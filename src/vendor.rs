//! Closed set of vendor variants replacing the source's scattered
//! case-insensitive manufacturer-string matching (`spec.md` §9,
//! "Polymorphism over vendor behavior").
//!
//! Every vendor difference the normalizer and provisioning engine need —
//! optical-power candidate paths, bootstrap/hardening parameters, and extra
//! virtual-parameter candidate paths — is a method on `VendorProfile`. Adding
//! a vendor is an additive change: one more `Vendor` variant and one more
//! `match` arm per method, never a new scattered `contains("huawei")` check.

/// A device manufacturer, as identified from its reported `Manufacturer` string.
#[derive(Debug, Clone, Copy, PartialEq, Eq, Hash, serde::Serialize, serde::Deserialize)]
#[serde(rename_all = "snake_case")]
pub enum Vendor {
    Huawei,
    Zte,
    FiberHome,
    Nokia,
    ChinaTelecom,
    ChinaMobile,
    ChinaUnicom,
    TpLink,
    Cig,
    MikroTik,
    Generic,
}

impl Vendor {
    /// Identify a vendor from a reported `Manufacturer` string by case-insensitive
    /// substring match — the one remaining place this repo does string matching;
    /// everything downstream of this call is tagged-variant dispatch.
    pub fn identify(manufacturer: &str) -> Self {
        let m = manufacturer.to_lowercase();
        if m.contains("huawei") {
            Vendor::Huawei
        } else if m.contains("zte") {
            Vendor::Zte
        } else if m.contains("fiberhome") || m.contains("fh") {
            Vendor::FiberHome
        } else if m.contains("nokia") || m.contains("alcatel") || m.contains("alu") {
            Vendor::Nokia
        } else if m.contains("china telecom") || m.contains("ct-") {
            Vendor::ChinaTelecom
        } else if m.contains("china mobile") || m.contains("cmcc") {
            Vendor::ChinaMobile
        } else if m.contains("china unicom") || m.contains("cu-") {
            Vendor::ChinaUnicom
        } else if m.contains("tp-link") || m.contains("tplink") {
            Vendor::TpLink
        } else if m.contains("cig") {
            Vendor::Cig
        } else if m.contains("mikrotik") {
            Vendor::MikroTik
        } else {
            Vendor::Generic
        }
    }

    pub fn excluded_from_default_provisions(self) -> bool {
        matches!(self, Vendor::MikroTik)
    }
}

/// Per-vendor capability set consulted by the normalizer and provisioning engine.
pub trait VendorProfile {
    /// Dotted paths that may carry this vendor's raw optical RX power reading,
    /// in priority order.
    fn rx_power_paths(&self) -> &'static [&'static str];

    /// `(path, value)` pairs applied by the bootstrap-on-first-Inform hardening
    /// step (`spec.md` §4.4); empty for vendors with no hardening step.
    fn bootstrap_hardening(&self, uptime_seconds: Option<i64>) -> Vec<(&'static str, String)>;

    /// Extra candidate paths this vendor exposes for virtual parameters beyond
    /// the generic TR-098/TR-181 set (`virtual_params::REGISTRY` already covers
    /// the generic set; this supplements it).
    fn extra_virtual_param_paths(&self, _name: &str) -> &'static [&'static str] {
        &[]
    }
}

impl VendorProfile for Vendor {
    fn rx_power_paths(&self) -> &'static [&'static str] {
        match self {
            Vendor::Huawei => &[
                "InternetGatewayDevice.WANDevice.1.X_GponInterafceConfig.RXPower",
                "InternetGatewayDevice.WANDevice.1.X_GponInterfaceConfig.RXPower",
            ],
            Vendor::Zte => &[
                "InternetGatewayDevice.WANDevice.1.X_ZTE-COM_WANPONInterfaceConfig.RXPower",
            ],
            Vendor::FiberHome => &[
                "InternetGatewayDevice.WANDevice.1.X_FH_GponInterfaceConfig.RXPower",
            ],
            Vendor::Nokia => &[
                "InternetGatewayDevice.WANDevice.1.X_ALU_OntOpticalParam.RXPower",
            ],
            Vendor::ChinaTelecom => &[
                "InternetGatewayDevice.WANDevice.1.X_CT-COM_GponInterfaceConfig.RXPower",
            ],
            Vendor::ChinaMobile => &[
                "InternetGatewayDevice.WANDevice.1.X_CMCC_GponInterfaceConfig.RXPower",
            ],
            Vendor::ChinaUnicom => &[
                "InternetGatewayDevice.WANDevice.1.X_CU_GponInterfaceConfig.RXPower",
            ],
            Vendor::TpLink => &["InternetGatewayDevice.WANDevice.1.Optical.RXPower"],
            Vendor::Cig => &["InternetGatewayDevice.WANDevice.1.Optical.RXPower"],
            Vendor::MikroTik | Vendor::Generic => &[
                "Device.Optical.Interface.1.Stats.RxPower",
            ],
        }
    }

    fn bootstrap_hardening(&self, uptime_seconds: Option<i64>) -> Vec<(&'static str, String)> {
        match self {
            Vendor::Huawei => vec![
                ("InternetGatewayDevice.X_HW_Security.WanWebEnable", "1".to_string()),
                ("InternetGatewayDevice.X_HW_Security.WanTelnetEnable", "1".to_string()),
                ("InternetGatewayDevice.X_HW_Security.WanSshEnable", "1".to_string()),
                ("InternetGatewayDevice.X_HW_Security.FirewallLevel", "Custom".to_string()),
            ],
            Vendor::Zte => vec![
                ("InternetGatewayDevice.X_ZTE-COM_IPV4ServiceControl.WebEnable", "1".to_string()),
                ("InternetGatewayDevice.X_ZTE-COM_IPV4ServiceControl.TelnetEnable", "1".to_string()),
                ("InternetGatewayDevice.X_ZTE-COM_IPV4ServiceControl.SshEnable", "1".to_string()),
                ("InternetGatewayDevice.X_ZTE-COM_IPV4ServiceControl.FirewallLevel", "Custom".to_string()),
            ],
            Vendor::FiberHome => {
                // Fresh-boot grace: uptime < 220s disables remote login, else enables it.
                let enable = match uptime_seconds {
                    Some(u) if u < 220 => "0",
                    _ => "1",
                };
                vec![
                    ("InternetGatewayDevice.X_FH_Remoteweblogin.webloginenable", enable.to_string()),
                    ("InternetGatewayDevice.X_FH_Security.TelnetEnable", "1".to_string()),
                    ("InternetGatewayDevice.X_FH_Security.FirewallLevel", "Custom".to_string()),
                ]
            }
            _ => vec![],
        }
    }
}

#[cfg(test)]
mod tests {
    use super::*;

    #[test]
    fn identifies_known_vendors() {
        assert_eq!(Vendor::identify("ZTE Corporation"), Vendor::Zte);
        assert_eq!(Vendor::identify("Huawei Technologies"), Vendor::Huawei);
        assert_eq!(Vendor::identify("FiberHome"), Vendor::FiberHome);
        assert_eq!(Vendor::identify("Nokia"), Vendor::Nokia);
        assert_eq!(Vendor::identify("MikroTik"), Vendor::MikroTik);
        assert_eq!(Vendor::identify("Some Unknown Co"), Vendor::Generic);
    }

    #[test]
    fn mikrotik_is_excluded_from_default_provisions() {
        assert!(Vendor::MikroTik.excluded_from_default_provisions());
        assert!(!Vendor::Zte.excluded_from_default_provisions());
    }

    #[test]
    fn fiberhome_fresh_boot_grace() {
        let fresh = Vendor::FiberHome.bootstrap_hardening(Some(120));
        assert_eq!(
            fresh.iter().find(|(p, _)| p.contains("webloginenable")).map(|(_, v)| v.as_str()),
            Some("0")
        );
        let settled = Vendor::FiberHome.bootstrap_hardening(Some(3600));
        assert_eq!(
            settled.iter().find(|(p, _)| p.contains("webloginenable")).map(|(_, v)| v.as_str()),
            Some("1")
        );
    }
}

----------

- _PROBLEM DETAILS_
Provide only the number of lines in the entries that hold the word "provisioning".

- _TASK RESPONSE_
2